RAPPEL DES FAITS ET DE LA PROCEDURE :
Monsieur [K] [Z] [E], né le 23 octobre 2005 à [Localité 5] (Algérie), de nationalité algérienne, a été condamné par le tribunal correctionnel de Toulouse le 10 janvier 2025 du chef de vol commis avec violence, en réunion et dans un moyen de transport collectif en état de récidive légale à la peine de 9 mois d’emprisonnement assortie du mandat de dépôt, outre, à titre de peine complémentaire, à une interdiction du territoire français pendant 10 années.
[K] [Z] [E], après avoir été libéré en fin de peine, a à nouveau été écroué le 6 août 2025 au centre pénitentiaire de [Localité 6] des suites d’une nouvelle condamnation du chef de vol avec violence en récidive, outre non respect de l’obligation de présentation périodique aux services de police ou de gendarmerie par un étranger assigné à résidence. Il a fait l’objet, le 1er octobre 2025, d’une décision de placement en rétention dans un local ne relevant pas de l’administration pénitentiaire prise par le préfet de la Haute-Garonne, notifiée à sa levée d’écrou le 2 octobre 2025.
Par requête reçue au greffe du juge des libertés et de la détention le 5 octobre 2025, le préfet de la Haute-Garonne a demandé la prolongation de la rétention de [K] [Z] [E] pour une durée de 26 jours (première prolongation).
[K] [Z] [E] n’a pas formalisé de requête en contestation de l’arrêté de placement en rétention administrative.
A l’audience de ce jour :
[K] [Z] [E] indique qu’il veut sortir le plus vite possible pour se rendre en Allemagne, où vivent sa femme et sa fille. Il compte récupérer ses papiers en sortant et partir ensuite. Il sait qu’il a reçu une interdiction de 10 ans du territoire, et entend la respecter. Questionné sur ses garanties de représentation en France, il indique ne pas avoir de domicile, mais que son oncle réside en France. Il reconnaît être resté en France, prétendant avoir été arrêté alors qu’il se rendait en Allemagne, étant soumis à une obligation d’assignation à résidence en France.
Le conseil de [K] [Z] [E] soulève in limine litis l’irrégularité tirée de l’absence d’audition de son client préalablement à l’arrêté de placement en rétention.

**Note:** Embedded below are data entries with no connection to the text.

// This Source Code Form is subject to the terms of the Mozilla Public
// License, v. 2.0. If a copy of the MPL was not distributed with this
// file, You can obtain one at https://mozilla.org/MPL/2.0/.

//! The placement command.
//!
//! Control flows strictly top to bottom: resolve documents/view/family,
//! collect ducts and pipes, activate the hole symbol in one transaction,
//! then cast, deduplicate, and instantiate inside a second transaction.
//! There is no per-element transaction; a failure partway through the
//! batch rolls back every hole created so far.

use mep_lite_geometry::{clip_to_length, dedup_by_reference, ReferenceIntersector};
use mep_lite_model::{Application, BuiltInParameter, DocumentKey, StructuralType};

use crate::collector::{collect_mep_curves, MepCategory, MepCurve};
use crate::config::PlacementConfig;
use crate::error::{Error, Result};
use crate::notify::Notifier;
use crate::report::PlacementReport;
use crate::resolver;

/// Fixed title of the precondition dialog.
pub const DIALOG_TITLE: &str = "Error";

/// Final status of the placement command.
#[derive(Debug)]
pub enum CommandOutcome {
    /// All holes placed and committed.
    Succeeded(PlacementReport),
    /// A precondition was not met; the user was notified and nothing
    /// was mutated.
    Cancelled,
    /// A failure during collection or placement; the batch transaction
    /// rolled back.
    Failed(Error),
}

impl CommandOutcome {
    /// `true` for [`CommandOutcome::Succeeded`].
    pub fn is_success(&self) -> bool {
        matches!(self, CommandOutcome::Succeeded(_))
    }
}

/// Place one opening per distinct wall crossing of every duct and pipe
/// in the companion MEP document.
pub fn add_holes(
    app: &mut Application,
    active: DocumentKey,
    config: &PlacementConfig,
    notifier: &dyn Notifier,
) -> CommandOutcome {
    match run(app, active, config) {
        Ok(report) => {
            tracing::info!(
                ducts = report.ducts,
                pipes = report.pipes,
                holes = report.holes_created,
                "placement committed"
            );
            CommandOutcome::Succeeded(report)
        }
        Err(Error::Precondition(precondition)) => {
            notifier.error(DIALOG_TITLE, precondition.message());
            CommandOutcome::Cancelled
        }
        Err(err) => {
            tracing::error!(error = %err, "placement failed, batch rolled back");
            CommandOutcome::Failed(err)
        }
    }
}

fn run(
    app: &mut Application,
    active: DocumentKey,
    config: &PlacementConfig,
) -> Result<PlacementReport> {
    let span = tracing::info_span!("add_holes", marker = %config.link_marker);
    let _guard = span.enter();

    // Resolve collaborators, read-only. Any miss aborts before the
    // first transaction opens.
    let mep_key = resolver::resolve_mep_document(app, active, &config.link_marker)?;
    let (symbol, view) = {
        let doc = app.document(active)?;
        (
            resolver::resolve_hole_symbol(doc, &config.family_name, &config.type_name)?,
            resolver::resolve_view_3d(doc)?,
        )
    };
    let curves = collect_mep_curves(app.document(mep_key)?)?;
    let intersector = ReferenceIntersector::for_view(app, active, view)?;
    tracing::debug!(
        curves = curves.len(),
        walls = intersector.target_count(),
        "collected placement inputs"
    );

    // Transaction 1: the symbol must be active before instances can be
    // placed.
    {
        let doc = app.document_mut(active)?;
        let mut txn = doc.start_transaction("Activate hole symbol");
        txn.activate_symbol(symbol)?;
        txn.commit();
    }

    // Transaction 2: the whole batch. An error anywhere in the loop
    // unwinds through `?`, dropping the transaction and rolling back
    // every hole created so far.
    let mut report = PlacementReport {
        ducts: curves
            .iter()
            .filter(|c| c.category == MepCategory::Duct)
            .count(),
        pipes: curves
            .iter()
            .filter(|c| c.category == MepCategory::Pipe)
            .count(),
        holes_created: 0,
    };

    let doc = app.document_mut(active)?;
    let mut txn = doc.start_transaction("Place wall openings");
    tracing::debug!(transaction = txn.name(), "batch transaction opened");
    for curve in &curves {
        report.holes_created +=
            place_holes_for_curve(&mut txn, &intersector, curve, symbol, config)?;
    }
    txn.commit();

    Ok(report)
}

/// Cast one centerline, clip and deduplicate its hits, and place one
/// hole per surviving crossing. Returns the number of holes created.
fn place_holes_for_curve(
    txn: &mut mep_lite_model::Transaction<'_>,
    intersector: &ReferenceIntersector,
    curve: &MepCurve,
    symbol: mep_lite_model::ElementId,
    config: &PlacementConfig,
) -> Result<usize> {
    let hits = intersector.find(curve.start, curve.direction);
    let hits = dedup_by_reference(clip_to_length(hits, curve.length));

    let mut created = 0;
    for hit in hits {
        if hit.reference.link.is_some() {
            return Err(Error::LinkedWallHost {
                element: hit.reference.element,
            });
        }
        let wall_id = hit.reference.element;
        let level = txn.document().wall(wall_id)?.level;

        let point = curve.start + curve.direction.into_inner() * hit.proximity;
        let hole = txn.create_family_instance(
            point,
            symbol,
            wall_id,
            level,
            StructuralType::NonStructural,
        )?;

        // Square opening of side = diameter, centered on the centerline.
        txn.set_parameter(hole, &config.width_param, curve.diameter)?;
        txn.set_parameter(hole, &config.height_param, curve.diameter)?;
        let default_offset = txn
            .document()
            .builtin_length(hole, BuiltInParameter::ElevationFromLevel)?;
        txn.set_builtin(
            hole,
            BuiltInParameter::ElevationFromLevel,
            default_offset - curve.diameter / 2.0,
        )?;

        tracing::trace!(
            element = ?curve.id,
            wall = ?wall_id,
            proximity = hit.proximity,
            "placed opening"
        );
        created += 1;
    }
    Ok(created)
}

Si un refus d’audition est produit, il s’agit d’un billet en date de juin 2025, qui ne se rapporte pas à la présente mesure de placement en rétention. Il soutient encore l’irrecevabilité de la requête de la préfecture en ce qu’elle n’est pas accompagnée de diligences effectuées sur la borne eurodacc alors que son client indique être passé par l’Allemagne et y avoir fait une demande d’asile, mais également dès lors que les précédentes mesures d’éloignement ne sont pas produites, et qu’enfin aucune audition administrative n’est jointe au dossier. Enfin, il allègue de l’insuffisance des diligences de l’administration, qui aurait dû saisir l’Allemagne.
Le représentant de la préfecture conclut au rejet des moyens et prétentions adverses et soutient la demande de prolongation présentée par le préfet de la Haute-Garonne.
MOTIFS DE LA DÉCISION :
I. Sur la régularité de la procédure
Le conseil de [K] [Z] [E] soutient in limine litis que la procédure est irrégulière en ce que son client n’a pas fait l’objet d’une audition administrative ou d’un rapport d’identification préalable à son placement en rétention.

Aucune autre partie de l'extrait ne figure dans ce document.